One remarkable feature of the P. calceolata genome is the presence of three genes carrying NIT domains (PF08376). This NIT domain was first described in bacterial nitrite and nitrate sensor proteins47. This sensor is an alpha-helical protein playing a signal transduction role in regulating gene expression, cell motility and enzyme activity in Klebsiella oxytoca48. In pico-nano algae, NIT-sensing domains can be associated with a serine–threonine/tyrosine-kinase domain, suggesting signal transduction according to intracellular nitrate/nitrite concentration, or surrounded by two transmembrane domains suggesting extracellular sensing. Even though NIT-sensing domains can be found across various phyla, homologs of P. calceolata NIT proteins are restricted to pelagophytes and dictyochophytes. The NIT genes in P. calceolata are highly expressed in subtropical Pacific N-depleted waters, suggesting that these proteins have a role in transcription regulation according to nitrate availability25. Our results suggest that NIT-sensing proteins respond differently to environmental nitrate depletion. We can hypothesize that the NIT-sensing protein overexpressed in nitrate-rich environments plays a role in the intracellular regulation of stored nitrogen, activating pathways when nitrate or nitrite stocks are sufficient. In contrast, putative extracellular NIT-sensing could be an environmental nitrate or nitrite sensor activated to regulate the expression of genes involved in the acclimation to low-nitrate conditions.

In summary, due to its widespread distribution and its high abundance in the open oceans, Pelagomonas calceolata can serve as an ecologically-relevant model to study marine photosynthetic protists. We used the chromosome-scale genome sequence, mostly telomere-to-telomere, generated in this study to estimate its abundance in environmental datasets. We have shown that the P. calceolata genome has specific genomic features potentially explaining its ecological success in open oceans. Compared to the coastal Pelagophyceae A. anophagefferens, the P. calceolata genome contains specific genes involved in the acclimation to low-iron conditions. The large repertoire of genes involved in nutrient acquisition from the environment is coherent with its widespread pattern of relative abundance distribution across different environments. The ecological niche of P. calceolata suggests that this alga will benefit from the global climate change with the extension of oligotrophic regions and global ocean warming. Future studies could use the P. calceolata genome to explore adaptation and acclimation processes controlling the distribution and abundance of this alga.

Methods

Pelagomonas culture

Pelagomonas calceolata RCC100 culture was grown in 12:12-h light:dark photoperiod in K medium with natural seawater base at 20 °C. At the Roscoff Culture Collection, cells were kept at a light intensity of ~80 μmol photon m−2 s−1 and the volume of culture was ramped up to 1 litre in mid-exponential growth phase before harvesting. RCC100 culture was not axenic and grown in the presence of undefined bacterial microbiota.

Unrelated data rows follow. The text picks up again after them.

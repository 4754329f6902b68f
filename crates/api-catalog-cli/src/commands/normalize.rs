use std::path::PathBuf;

use anyhow::{Context, Result};
use api_catalog::WireCodec;
use bpaf::Bpaf;

use super::{read_listing, write_output};

#[derive(Debug, Clone, Bpaf)]
pub struct NormalizeArgs {
    /// Write the result to FILE instead of stdout
    #[bpaf(short('o'), long("output"), argument("FILE"))]
    pub output: Option<PathBuf>,

    /// Directory list to normalize
    #[bpaf(positional("FILE"))]
    pub file: PathBuf,
}

/// Decode and re-encode: items sorted by rank, links under the base made
/// relative, unusable items dropped.
pub fn render(args: &NormalizeArgs, codec: &WireCodec) -> Result<String> {
    let listing = read_listing(codec, &args.file)?;
    codec
        .encode_listing(&listing)
        .context("failed to encode listing")
}

pub fn run(args: &NormalizeArgs, codec: &WireCodec) -> Result<()> {
    write_output(&render(args, codec)?, args.output.as_deref())
}
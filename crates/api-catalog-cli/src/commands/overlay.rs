use std::path::PathBuf;

use anyhow::{Context, Result};
use api_catalog::WireCodec;
use bpaf::Bpaf;

use super::{read_listing, read_overlays, write_output};

#[derive(Debug, Clone, Bpaf)]
pub struct OverlayArgs {
    /// Partial directory list whose values fill gaps; repeatable, earlier
    /// files win
    #[bpaf(long("defaults"), argument("FILE"))]
    pub defaults: Vec<PathBuf>,

    /// Partial directory list whose values replace catalog values;
    /// repeatable, earlier files win
    #[bpaf(long("overrides"), argument("FILE"))]
    pub overrides: Vec<PathBuf>,

    /// Write the result to FILE instead of stdout
    #[bpaf(short('o'), long("output"), argument("FILE"))]
    pub output: Option<PathBuf>,

    /// Directory list to overlay
    #[bpaf(positional("FILE"))]
    pub file: PathBuf,
}

pub fn render(args: &OverlayArgs, codec: &WireCodec) -> Result<String> {
    let listing = read_listing(codec, &args.file)?;
    let defaults = read_overlays(codec, &args.defaults)?;
    let overrides = read_overlays(codec, &args.overrides)?;
    tracing::debug!(
        defaults = defaults.len(),
        overrides = overrides.len(),
        "applying overlays"
    );
    codec
        .encode_listing(&listing.overlay(&defaults, &overrides))
        .context("failed to encode listing")
}

pub fn run(args: &OverlayArgs, codec: &WireCodec) -> Result<()> {
    write_output(&render(args, codec)?, args.output.as_deref())
}
use alloc::collections::{BTreeMap, BTreeSet};
use alloc::string::String;

use chrono::NaiveDate;
use url::Url;

/// Descriptive fields for one API version.
///
/// Every field tracks its own presence: `None` means "not specified", which is
/// distinct from `Some(false)` or `Some(0)`. Overlays depend on that
/// distinction, so never collapse an absent field into its fallback value
/// when storing it.
#[derive(Debug, Clone, Default, PartialEq, Eq)]
pub struct EntryAttributes {
    /// API name. Together with `version` this forms the entry identity.
    pub name: Option<String>,
    pub version: Option<String>,
    /// Human-readable title. Read it through [`Self::display_name`].
    pub display_name: Option<String>,
    pub publisher: Option<String>,
    pub description: Option<String>,
    /// Icon links keyed by size (`"x16"`, `"32"`, ...).
    pub icon_links: BTreeMap<String, Url>,
    /// Free-form tags.
    pub labels: BTreeSet<String>,
    pub release_date: Option<NaiveDate>,
    pub release_notes_link: Option<Url>,
    /// Sort key. Absent reads as `0`; see [`crate::by_rank`] for the ordering
    /// it feeds.
    pub ranking: Option<i32>,
    pub discovery_link: Option<Url>,
    pub documentation_link: Option<Url>,
    pub download_link: Option<Url>,
    pub tos_link: Option<Url>,
    pub preferred: Option<bool>,
}

impl EntryAttributes {
    /// The title if one was given, otherwise the name.
    pub fn display_name(&self) -> Option<&str> {
        self.display_name.as_deref().or(self.name.as_deref())
    }

    pub fn ranking(&self) -> i32 {
        self.ranking.unwrap_or(0)
    }

    pub fn is_preferred(&self) -> bool {
        self.preferred.unwrap_or(false)
    }

    /// Fill gaps from `defaults`.
    ///
    /// Scalar and link fields are copied only where `self` has none. Labels
    /// are unioned. Icon links are copied only for keys `self` lacks.
    pub fn apply_defaults(&mut self, defaults: &EntryAttributes) {
        fill(&mut self.name, &defaults.name);
        fill(&mut self.version, &defaults.version);
        fill(&mut self.display_name, &defaults.display_name);
        fill(&mut self.publisher, &defaults.publisher);
        fill(&mut self.description, &defaults.description);
        fill(&mut self.release_date, &defaults.release_date);
        fill(&mut self.release_notes_link, &defaults.release_notes_link);
        fill(&mut self.ranking, &defaults.ranking);
        fill(&mut self.discovery_link, &defaults.discovery_link);
        fill(&mut self.documentation_link, &defaults.documentation_link);
        fill(&mut self.download_link, &defaults.download_link);
        fill(&mut self.tos_link, &defaults.tos_link);
        fill(&mut self.preferred, &defaults.preferred);

        self.labels.extend(defaults.labels.iter().cloned());
        for (key, link) in &defaults.icon_links {
            self.icon_links
                .entry(key.clone())
                .or_insert_with(|| link.clone());
        }
    }

    /// Apply `overrides` unconditionally.
    ///
    /// Every field `overrides` specifies replaces the current value. A
    /// non-empty label set replaces the whole label set. Icon links are
    /// written per key, overwriting existing keys and keeping the others.
    pub fn apply_overrides(&mut self, overrides: &EntryAttributes) {
        replace(&mut self.name, &overrides.name);
        replace(&mut self.version, &overrides.version);
        replace(&mut self.display_name, &overrides.display_name);
        replace(&mut self.publisher, &overrides.publisher);
        replace(&mut self.description, &overrides.description);
        replace(&mut self.release_date, &overrides.release_date);
        replace(&mut self.release_notes_link, &overrides.release_notes_link);
        replace(&mut self.ranking, &overrides.ranking);
        replace(&mut self.discovery_link, &overrides.discovery_link);
        replace(&mut self.documentation_link, &overrides.documentation_link);
        replace(&mut self.download_link, &overrides.download_link);
        replace(&mut self.tos_link, &overrides.tos_link);
        replace(&mut self.preferred, &overrides.preferred);

        if !overrides.labels.is_empty() {
            self.labels.clone_from(&overrides.labels);
        }
        for (key, link) in &overrides.icon_links {
            self.icon_links.insert(key.clone(), link.clone());
        }
    }

    /// Return a copy with every link passed through `rewrite`.
    pub fn map_links(&self, mut rewrite: impl FnMut(&Url) -> Url) -> EntryAttributes {
        let mut mapped = self.clone();
        for link in [
            &mut mapped.release_notes_link,
            &mut mapped.discovery_link,
            &mut mapped.documentation_link,
            &mut mapped.download_link,
            &mut mapped.tos_link,
        ]
        .into_iter()
        .flatten()
        {
            *link = rewrite(link);
        }
        for link in mapped.icon_links.values_mut() {
            *link = rewrite(link);
        }
        mapped
    }
}

fn fill<T: Clone>(slot: &mut Option<T>, default: &Option<T>) {
    if slot.is_none() {
        slot.clone_from(default);
    }
}

fn replace<T: Clone>(slot: &mut Option<T>, value: &Option<T>) {
    if value.is_some() {
        slot.clone_from(value);
    }
}

#[cfg(test)]
mod tests {
    use alloc::borrow::ToOwned;

    use super::*;

    fn link(s: &str) -> Url {
        Url::parse(s).expect("valid test link")
    }

    fn with_icons(icons: &[(&str, &str)]) -> EntryAttributes {
        EntryAttributes {
            icon_links: icons
                .iter()
                .map(|(k, v)| ((*k).to_owned(), link(v)))
                .collect(),
            ..EntryAttributes::default()
        }
    }

    #[test]
    fn display_name_falls_back_to_name() {
        let mut attrs = EntryAttributes {
            name: Some("tasks".into()),
            ..EntryAttributes::default()
        };
        assert_eq!(attrs.display_name(), Some("tasks"));

        attrs.display_name = Some("Tasks API".into());
        assert_eq!(attrs.display_name(), Some("Tasks API"));
    }

    #[test]
    fn absent_ranking_reads_as_zero() {
        let attrs = EntryAttributes::default();
        assert_eq!(attrs.ranking(), 0);
        assert!(attrs.ranking.is_none());
    }

    #[test]
    fn preferred_false_is_not_absent() {
        let mut entry = EntryAttributes {
            preferred: Some(false),
            ..EntryAttributes::default()
        };
        entry.apply_defaults(&EntryAttributes {
            preferred: Some(true),
            ..EntryAttributes::default()
        });
        assert_eq!(entry.preferred, Some(false));
    }

    #[test]
    fn defaults_fill_only_gaps() {
        let mut entry = EntryAttributes {
            description: Some("mine".into()),
            ..EntryAttributes::default()
        };
        entry.apply_defaults(&EntryAttributes {
            description: Some("theirs".into()),
            publisher: Some("Google".into()),
            ranking: Some(7),
            ..EntryAttributes::default()
        });
        assert_eq!(entry.description.as_deref(), Some("mine"));
        assert_eq!(entry.publisher.as_deref(), Some("Google"));
        assert_eq!(entry.ranking, Some(7));
    }

    #[test]
    fn defaults_union_labels() {
        let mut entry = EntryAttributes {
            labels: ["labs".to_owned()].into(),
            ..EntryAttributes::default()
        };
        entry.apply_defaults(&EntryAttributes {
            labels: ["labs".to_owned(), "deprecated".to_owned()].into(),
            ..EntryAttributes::default()
        });
        assert_eq!(
            entry.labels,
            BTreeSet::from(["deprecated".to_owned(), "labs".to_owned()])
        );
    }

    #[test]
    fn overrides_replace_labels_wholesale() {
        let mut entry = EntryAttributes {
            labels: ["labs".to_owned(), "beta".to_owned()].into(),
            ..EntryAttributes::default()
        };
        entry.apply_overrides(&EntryAttributes {
            labels: ["stable".to_owned()].into(),
            ..EntryAttributes::default()
        });
        assert_eq!(entry.labels, BTreeSet::from(["stable".to_owned()]));
    }

    #[test]
    fn empty_override_labels_keep_existing() {
        let mut entry = EntryAttributes {
            labels: ["labs".to_owned()].into(),
            ..EntryAttributes::default()
        };
        entry.apply_overrides(&EntryAttributes::default());
        assert_eq!(entry.labels, BTreeSet::from(["labs".to_owned()]));
    }

    #[test]
    fn overrides_replace_set_fields_only() {
        let mut entry = EntryAttributes {
            description: Some("mine".into()),
            publisher: Some("Me".into()),
            preferred: Some(true),
            ..EntryAttributes::default()
        };
        entry.apply_overrides(&EntryAttributes {
            description: Some("theirs".into()),
            preferred: Some(false),
            ..EntryAttributes::default()
        });
        assert_eq!(entry.description.as_deref(), Some("theirs"));
        assert_eq!(entry.publisher.as_deref(), Some("Me"));
        assert_eq!(entry.preferred, Some(false));
    }

    #[test]
    fn icon_overlay_asymmetry() {
        let original = with_icons(&[("16", "http://a.test/16.png")]);
        let overlay = with_icons(&[
            ("16", "http://b.test/16.png"),
            ("32", "http://b.test/32.png"),
        ]);

        let mut overridden = original.clone();
        overridden.apply_overrides(&overlay);
        assert_eq!(overridden.icon_links["16"].as_str(), "http://b.test/16.png");
        assert_eq!(overridden.icon_links["32"].as_str(), "http://b.test/32.png");

        let mut defaulted = original;
        defaulted.apply_defaults(&overlay);
        assert_eq!(defaulted.icon_links["16"].as_str(), "http://a.test/16.png");
        assert_eq!(defaulted.icon_links["32"].as_str(), "http://b.test/32.png");
    }

    #[test]
    fn map_links_touches_every_link() {
        let attrs = EntryAttributes {
            discovery_link: Some(link("http://a.test/d")),
            tos_link: Some(link("http://a.test/t")),
            icon_links: [("16".to_owned(), link("http://a.test/i"))].into(),
            ..EntryAttributes::default()
        };
        let mapped = attrs.map_links(|_| link("http://z.test/"));
        assert_eq!(
            mapped.discovery_link.as_ref().map(Url::as_str),
            Some("http://z.test/")
        );
        assert_eq!(
            mapped.tos_link.as_ref().map(Url::as_str),
            Some("http://z.test/")
        );
        assert_eq!(mapped.icon_links["16"].as_str(), "http://z.test/");
        assert!(mapped.download_link.is_none());
    }
}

DNA extraction, library preparation, and sequencing

We pelleted cells from 500 ml of culture by two successive centrifugations at 10,000 × g for 15 min at 4 °C. Genomic DNA was extracted using the NucleoSpin Plant II Mini kit according to the manufacturer’s instructions (Macherey-Nagel, Hoerdt, France) with the following exception for the lysis step: 400 µL of lysis buffer PL1 and 25 µL of proteinase K 25 mg/mL were added to strain pellets, and lysates were incubated at 55 °C for 1 h at 900 rpm. DNA quantity and integrity were respectively evaluated on a Qubit 2.0 spectrofluorometer (Invitrogen, Carlsbad, CA, USA) and a Nanodrop1000 spectrophotometer (Thermo Fisher Scientific, MA, USA).

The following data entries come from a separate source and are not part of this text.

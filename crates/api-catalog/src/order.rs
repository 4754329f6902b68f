use core::cmp::Ordering;

use crate::EntryAttributes;

/// Catalog order: ranking ascending, then name, then version (both compared
/// as plain text).
///
/// An absent name or version compares as the empty string, so unnamed
/// entries sort ahead of named ones with the same ranking.
///
/// Lower rankings come first even though a higher ranking marks the more
/// prominent entry. Callers that want "most prominent first" reverse the
/// result themselves.
pub fn by_rank<T: AsRef<EntryAttributes> + ?Sized>(a: &T, b: &T) -> Ordering {
    let (a, b) = (a.as_ref(), b.as_ref());
    a.ranking()
        .cmp(&b.ranking())
        .then_with(|| text(&a.name).cmp(text(&b.name)))
        .then_with(|| text(&a.version).cmp(text(&b.version)))
}

fn text(field: &Option<alloc::string::String>) -> &str {
    field.as_deref().unwrap_or_default()
}

impl AsRef<EntryAttributes> for EntryAttributes {
    fn as_ref(&self) -> &EntryAttributes {
        self
    }
}

#[cfg(test)]
mod tests {
    use alloc::vec;
    use alloc::vec::Vec;

    use super::*;

    fn attrs(ranking: Option<i32>, name: Option<&str>, version: Option<&str>) -> EntryAttributes {
        EntryAttributes {
            ranking,
            name: name.map(Into::into),
            version: version.map(Into::into),
            ..EntryAttributes::default()
        }
    }

    #[test]
    fn ranking_sorts_ascending() {
        let high = attrs(Some(10), Some("tasks"), Some("v2"));
        let low = attrs(Some(5), Some("tasks"), Some("v1"));
        assert_eq!(by_rank(&high, &low), Ordering::Greater);
    }

    #[test]
    fn absent_ranking_sorts_as_zero() {
        let unranked = attrs(None, Some("b"), None);
        let zero = attrs(Some(0), Some("b"), None);
        assert_eq!(by_rank(&unranked, &zero), Ordering::Equal);
        assert_eq!(
            by_rank(&attrs(Some(-1), Some("z"), None), &unranked),
            Ordering::Less
        );
    }

    #[test]
    fn ties_break_on_name_then_version() {
        let mut entries = vec![
            attrs(Some(1), Some("urlshortener"), Some("v1")),
            attrs(Some(1), Some("tasks"), Some("v2")),
            attrs(Some(1), Some("tasks"), Some("v1")),
            attrs(Some(1), None, None),
        ];
        entries.sort_by(by_rank);
        let keys: Vec<_> = entries
            .iter()
            .map(|e| (e.name.as_deref(), e.version.as_deref()))
            .collect();
        assert_eq!(
            keys,
            vec![
                (None, None),
                (Some("tasks"), Some("v1")),
                (Some("tasks"), Some("v2")),
                (Some("urlshortener"), Some("v1")),
            ]
        );
    }

    #[test]
    fn versions_compare_lexically() {
        let v10 = attrs(None, Some("a"), Some("v10"));
        let v9 = attrs(None, Some("a"), Some("v9"));
        assert_eq!(by_rank(&v10, &v9), Ordering::Less);
    }
}
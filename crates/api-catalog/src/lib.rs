#![doc = include_str!("../README.md")]

extern crate alloc;

mod attributes;
pub mod codec;
mod defaults;
mod entry;
mod error;
mod item;
mod listing;
mod order;

pub use attributes::EntryAttributes;
pub use codec::{WireCodec, decode_icon_cache, encode_icon_cache};
pub use defaults::DefaultsTable;
pub use entry::{CatalogEntry, entry_id};
pub use error::{CatalogError, parse_link};
pub use item::{CatalogItem, rewrite_link};
pub use listing::CatalogListing;
pub use order::by_rank;
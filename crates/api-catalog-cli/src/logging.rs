use tracing_subscriber::EnvFilter;
use tracing_subscriber::filter::LevelFilter;
use tracing_subscriber::prelude::*;

const LOG_ENV: &str = "API_CATALOG_LOG";

/// Value of `--log-level`. `None` defers to `API_CATALOG_LOG`.
#[derive(Debug, Clone, Copy, Default, PartialEq, Eq)]
pub enum LogLevel {
    #[default]
    None,
    Debug,
    Info,
    Warn,
    Error,
}

impl LogLevel {
    const ALL: [LogLevel; 5] = [
        LogLevel::None,
        LogLevel::Debug,
        LogLevel::Info,
        LogLevel::Warn,
        LogLevel::Error,
    ];

    fn name(self) -> &'static str {
        match self {
            LogLevel::None => "none",
            LogLevel::Debug => "debug",
            LogLevel::Info => "info",
            LogLevel::Warn => "warn",
            LogLevel::Error => "error",
        }
    }

    /// Most verbose level let through, `None` for no explicit level.
    fn max_level(self) -> Option<LevelFilter> {
        match self {
            LogLevel::None => None,
            LogLevel::Debug => Some(LevelFilter::DEBUG),
            LogLevel::Info => Some(LevelFilter::INFO),
            LogLevel::Warn => Some(LevelFilter::WARN),
            LogLevel::Error => Some(LevelFilter::ERROR),
        }
    }
}

impl core::str::FromStr for LogLevel {
    type Err = String;
    fn from_str(s: &str) -> Result<Self, Self::Err> {
        LogLevel::ALL
            .into_iter()
            .find(|level| level.name() == s)
            .ok_or_else(|| format!("unknown log level '{s}', expected none|debug|info|warn|error"))
    }
}

impl core::fmt::Display for LogLevel {
    fn fmt(&self, f: &mut core::fmt::Formatter<'_>) -> core::fmt::Result {
        f.write_str(self.name())
    }
}

/// An explicit `--log-level` wins over `API_CATALOG_LOG`; with neither,
/// logging stays off.
fn filter(level: LogLevel) -> Option<EnvFilter> {
    match level.max_level() {
        Some(max) => Some(EnvFilter::default().add_directive(max.into())),
        None => EnvFilter::try_from_env(LOG_ENV).ok(),
    }
}

/// Install the stderr tree subscriber if logging was asked for.
pub fn init(level: LogLevel) {
    let Some(filter) = filter(level) else {
        return;
    };
    tracing_subscriber::registry()
        .with(
            tracing_tree::HierarchicalLayer::new(2)
                .with_targets(true)
                .with_bracketed_fields(true)
                .with_indent_lines(true)
                .with_verbose_exit(true)
                .with_verbose_entry(true)
                .with_timer(tracing_tree::time::Uptime::default())
                .with_writer(std::io::stderr),
        )
        .with(filter)
        .init();
}

#[cfg(test)]
mod tests {
    use super::*;

    #[test]
    fn parses_every_level() {
        for (raw, level) in [
            ("none", LogLevel::None),
            ("debug", LogLevel::Debug),
            ("info", LogLevel::Info),
            ("warn", LogLevel::Warn),
            ("error", LogLevel::Error),
        ] {
            assert_eq!(raw.parse::<LogLevel>(), Ok(level));
            assert_eq!(level.to_string(), raw);
        }
    }

    #[test]
    fn rejects_unknown_level() {
        assert!("trace".parse::<LogLevel>().is_err());
    }

    #[test]
    fn explicit_level_builds_filter() {
        assert_eq!(LogLevel::Warn.max_level(), Some(LevelFilter::WARN));
        assert!(filter(LogLevel::Warn).is_some());
    }
}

For Illumina sequencing, DNA (1.5 μg) was sonicated using a Covaris E220 sonicator (Covaris, Woburn, MA, USA). Fragments were end-repaired, 3′-adenylated and Illumina adapters (Bioo Scientific, Austin, TX, USA) added using the Kapa Hyper Prep Kit (KapaBiosystems, Wilmington, MA, USA). Ligation products were purified with AMPure XP beads (Beckmann Coulter Genomics, Danvers, MA, USA). The library was then quantified by qPCR using the KAPA Library Quantification Kit for Illumina Libraries (KapaBiosystems), and the library profile was assessed using a High Sensitivity DNA kit on an Agilent Bioanalyzer (Agilent Technologies, Santa Clara, CA, USA). The library was sequenced on an Illumina NovaSeq instrument (Illumina, San Diego, CA, USA) using 150 base-length read chemistry in paired-end mode.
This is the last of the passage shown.